Los personajes de Hilvanando cielos, atrapados en un único emplazamiento y en un lapso de tiempo que no abarca ni el transcurso de una noche entera, sufren una profunda transformación, jalonada por distintas anagnórisis. Se trata de unos personajes mutables y pasionales que se erigen en representantes de una humanidad ofuscada, sumida en una espiral de autodestrucción. Su cotidianidad, ebria de vino, amor y anhelo, es expresada con tintes tragicómicos que despiertan ecos chejovianos y beckettianos. La gran baza de la dramaturgia de Zarzoso es su capacidad de reírse de lo más terrible y hacer de lo más banal una tragedia. Hay diferentes niveles de conciencia, pero todos los personajes son conscientes del meteorito y de la muerte, que cada uno afronta a su manera. La Madre tiene un proyecto salvador, la clínica, aunque inoperante en ese contexto; con todo, es el único personaje capaz de alimentar la utopía, la única jardinera –por utilizar la metáfora de Bauman– en un mundo de cazadores. A la Vecina poco le importa la muerte, porque, con el descubrimiento del adulterio de su marido, es como si le hubiera caído el meteorito encima esa misma noche. Lo folletinesco de nuestros días viene encarnado por el Padre, muy a tono con su trabajo en un culebrón de la tele. Cordelia es “un personaje que vive en todo momento al filo. Vive con la misma intensidad lo luminoso y lo terrible. Lo vital y lo metafísico. El sexo y la muerte” (Zarzoso, 2012, p. 15). El Abuelo, con sus múltiples máscaras y juegos teatrales, es el “locuaz portavoz de la tragicomedia” (Ibíd.). Tocado por el ala siniestra de la locura, se expone a la naturaleza salvaje y desafía al ciego meteorito, pero lo que más lo trastorna es lo que brama dentro, en la tormenta de su mente, así como la ingratitud filial, todo ello pasado por el filtro del oficio actoral. La civilización se viene abajo, y ya sólo se oye, por encima del furioso tumulto del mundo, la poderosa voz del Abuelo que lucha por defender su ira, lo único que le queda.

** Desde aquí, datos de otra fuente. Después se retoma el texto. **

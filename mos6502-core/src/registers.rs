//! Status-register bit layout.
//!
//! The source this core descends from (`examples/gregtatum-cpu-6502-rs`)
//! threads raw `u8` masks through an enum cast at every flag check. The
//! wider corpus of Rust 6502/NES emulators (e.g.
//! `examples/other_examples/.../yamos6502`) models the same byte with
//! `bitflags!`, which gets us `Debug`/`PartialEq`/set-algebra for free and
//! reads closer to the datasheet table it mirrors. We follow the corpus
//! here rather than the narrower teacher.

use bitflags::bitflags;

bitflags! {
    /// P — the 6502 processor status register.
    ///
    ///   7  bit  0
    /// ---- ----
    /// NVUB DIZC
    /// |||| ||||
    /// |||| |||+- Carry
    /// |||| ||+-- Zero
    /// |||| |+--- Interrupt disable
    /// |||| +---- Decimal
    /// |||+------ Break (only meaningful in a value pushed to the stack)
    /// ||+------- Unused, hardwired high on real silicon
    /// |+-------- Overflow
    /// +--------- Negative
    #[derive(Clone, Copy, PartialEq, Eq)]
    pub struct StatusFlags: u8 {
        const CARRY              = 0b0000_0001;
        const ZERO                = 0b0000_0010;
        const INTERRUPT_DISABLE   = 0b0000_0100;
        const DECIMAL             = 0b0000_1000;
        const BREAK               = 0b0001_0000;
        const UNUSED              = 0b0010_0000;
        const OVERFLOW            = 0b0100_0000;
        const NEGATIVE            = 0b1000_0000;
    }
}

impl StatusFlags {
    /// Set N and Z from a result byte; every load/transfer/inc/dec/shift
    /// handler ends by calling this.
    pub fn with_zero_and_negative(mut self, value: u8) -> StatusFlags {
        self.set(StatusFlags::ZERO, value == 0);
        self.set(StatusFlags::NEGATIVE, value & 0x80 != 0);
        self
    }
}

/// P's value immediately after the reset-vector bootstrap. 0x32 leaves the
/// two hardware-present-but-unused bits (Break, Unused) set and everything
/// else clear, matching `examples/original_source/dom6502.h`'s `sr = 0x32`.
pub const RESET_STATUS: StatusFlags = StatusFlags::from_bits_truncate(0x32);
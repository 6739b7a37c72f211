//! Branches, jumps, subroutine linkage, stack instructions, and flag sets.

use crate::addressing::Operand;
use crate::cpu::Cpu;
use crate::registers::StatusFlags;

/// Shared by all eight conditional branches. `operand` always holds the
/// candidate target `resolve_operand` computed for `Mode::Relative`;
/// whether it's actually taken — and the associated +1/+2 cycle cost — is
/// this function's call, matching spec.md's timing table (a branch fetch
/// alone costs 2 cycles; +1 if taken, +1 more again if the branch crosses
/// a page boundary).
pub(super) fn branch(cpu: &mut Cpu, operand: Operand, cycles: &mut u8, taken: bool) {
    let Operand::Memory(target) = operand else {
        unreachable!("branch instructions always resolve through Mode::Relative");
    };
    if !taken {
        return;
    }
    let base = cpu.pc;
    *cycles += 1;
    if base & 0xFF00 != target & 0xFF00 {
        *cycles += 1;
    }
    cpu.pc = target;
}

pub(super) fn jmp(cpu: &mut Cpu, operand: Operand) {
    if let Operand::Memory(address) = operand {
        cpu.pc = address;
    }
}

/// JSR pushes the address of the *last* byte of the JSR instruction, not
/// the address of the next one; `rts` compensates by incrementing after
/// the pull. PC has already advanced past all three JSR bytes by the time
/// this runs, so the pushed value is `pc - 1`.
pub(super) fn jsr(cpu: &mut Cpu, operand: Operand) {
    let Operand::Memory(target) = operand else {
        unreachable!("JSR always resolves through Mode::Absolute");
    };
    let return_address = cpu.pc.wrapping_sub(1);
    cpu.push_u16(return_address);
    cpu.pc = target;
}

pub(super) fn rts(cpu: &mut Cpu) {
    let return_address = cpu.pull_u16();
    cpu.pc = return_address.wrapping_add(1);
}

/// Restores P and PC from the stack. Used to return from a hardware
/// interrupt; BRK in this core never pushes a frame for RTI to unwind
/// (see `brk` below), so RTI is only ever reached after `Cpu::run`'s own
/// IRQ service routine.
pub(super) fn rti(cpu: &mut Cpu) {
    let pulled_status = cpu.pull_u8();
    // Masked with 0xCF, clearing the Break bit and the unused-but-set bit
    // rather than forcing the latter on, per dom6502.h's `rti()`: `sr =
    // ram[0x0100 + sp++] & 0xCF`.
    cpu.p = StatusFlags::from_bits_truncate(pulled_status & 0xCF);
    cpu.pc = cpu.pull_u16();
}

/// A pure halt signal, not a software interrupt: no return address or
/// status byte is pushed and PC is not redirected through the IRQ vector.
/// `examples/original_source/dom6502.c`'s `main` loop treats opcode `0x00`
/// identically — `while (*b != 0) { ... }` simply stops — so `Cpu::step`
/// reports `is_break` and `Cpu::run` ends the run there; this handler has
/// nothing left to do. This is a deliberate divergence from the teacher's
/// own `brk()`, which pushes a frame and jumps to the reset vector; the
/// original source this spec was distilled from is authoritative here.
pub(super) fn brk(_cpu: &mut Cpu) {}

pub(super) fn pha(cpu: &mut Cpu) {
    cpu.push_u8(cpu.a);
}

pub(super) fn pla(cpu: &mut Cpu) {
    cpu.a = cpu.pull_u8();
    cpu.p = cpu.p.with_zero_and_negative(cpu.a);
}

/// Pushes `P` verbatim, no masking or forcing of any bit, matching
/// dom6502.h's `php()` (`ram[0x0100 + sp--] = sr;`). The live `cpu.p` is
/// untouched.
pub(super) fn php(cpu: &mut Cpu) {
    cpu.push_u8(cpu.p.bits());
}

pub(super) fn plp(cpu: &mut Cpu) {
    // No masking: the pulled byte becomes P verbatim, Break bit and all,
    // matching dom6502.h's `plp()` (`sr = ram[0x0100 + sp]`). A PHP/PLP
    // round-trip is therefore exact regardless of what was pushed.
    let pulled = cpu.pull_u8();
    cpu.p = StatusFlags::from_bits_truncate(pulled);
}

pub(super) fn clc(cpu: &mut Cpu) {
    cpu.set_flag(StatusFlags::CARRY, false);
}

pub(super) fn sec(cpu: &mut Cpu) {
    cpu.set_flag(StatusFlags::CARRY, true);
}

pub(super) fn cli(cpu: &mut Cpu) {
    cpu.set_flag(StatusFlags::INTERRUPT_DISABLE, false);
}

pub(super) fn sei(cpu: &mut Cpu) {
    cpu.set_flag(StatusFlags::INTERRUPT_DISABLE, true);
}

pub(super) fn clv(cpu: &mut Cpu) {
    cpu.set_flag(StatusFlags::OVERFLOW, false);
}

pub(super) fn cld(cpu: &mut Cpu) {
    cpu.set_flag(StatusFlags::DECIMAL, false);
}

pub(super) fn sed(cpu: &mut Cpu) {
    cpu.set_flag(StatusFlags::DECIMAL, true);
}
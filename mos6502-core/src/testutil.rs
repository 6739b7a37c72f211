//! Byte-poking test harness.
//!
//! The teacher builds a full text assembler (`cpu-6502/src/asm.rs`, several
//! hundred lines) to turn mnemonic source into test programs. Building and
//! maintaining an assembler is explicitly out of scope (spec.md's
//! "assembly-building test helpers" non-goal names it as an external
//! concern), so tests here instead poke raw opcode/operand bytes directly
//! — slower to write per test, but with zero surface of its own to get
//! wrong.

use crate::clock::{BusyWaitClock, ClockSpeed};
use crate::cpu::Cpu;
use crate::memory::Memory;
use crate::registers::StatusFlags;

/// Build a `Cpu` with `program` loaded at `0x0600` (a conventional origin
/// for hand-assembled 6502 test snippets) and the reset vector pointed at
/// it, using an uncapped busy-wait clock at 1 MHz.
pub fn cpu_with_program(program: &[u8]) -> Cpu {
    let mut memory = Memory::new();
    memory.load(0x0600, program);
    memory.write_u16(0xFFFC, 0x0600);
    Cpu::new(memory, ClockSpeed::default(), Box::new(BusyWaitClock::new()))
}

/// Run until BRK, an error, or `max_steps` instructions, whichever comes
/// first, and hand back the halt reason for the caller to assert on.
pub fn run_to_halt(cpu: &mut Cpu, max_steps: u64) -> crate::error::Halt {
    cpu.run(Some(max_steps)).expect("test program executed only defined opcodes")
}

pub fn assert_status(cpu: &Cpu, flag: StatusFlags, expected: bool) {
    assert_eq!(
        cpu.p.contains(flag),
        expected,
        "expected {flag:?} to be {expected}, status byte was {:#04x}",
        cpu.p.bits()
    );
}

Los personajes son puestos catastróficamente en una situación de adulterio, de embarazo, de enajenación, de celos. La ebriedad intensifica, extrema y conecta, permite la lucidez y los grandes cambios emocionales. Todo señala hacia la fragilidad del ser humano, tan quebradizo que está a punto de extinguirse. De la lucidez se llega a la locura, pasando por la amenaza, la clarividencia y la ternura. Poética y terrenal, apocalíptica y esperanzada, Hilvanando cielos se asoma a los abismos interiores del ser humano, de los que deviene elocuente mostración y metáfora.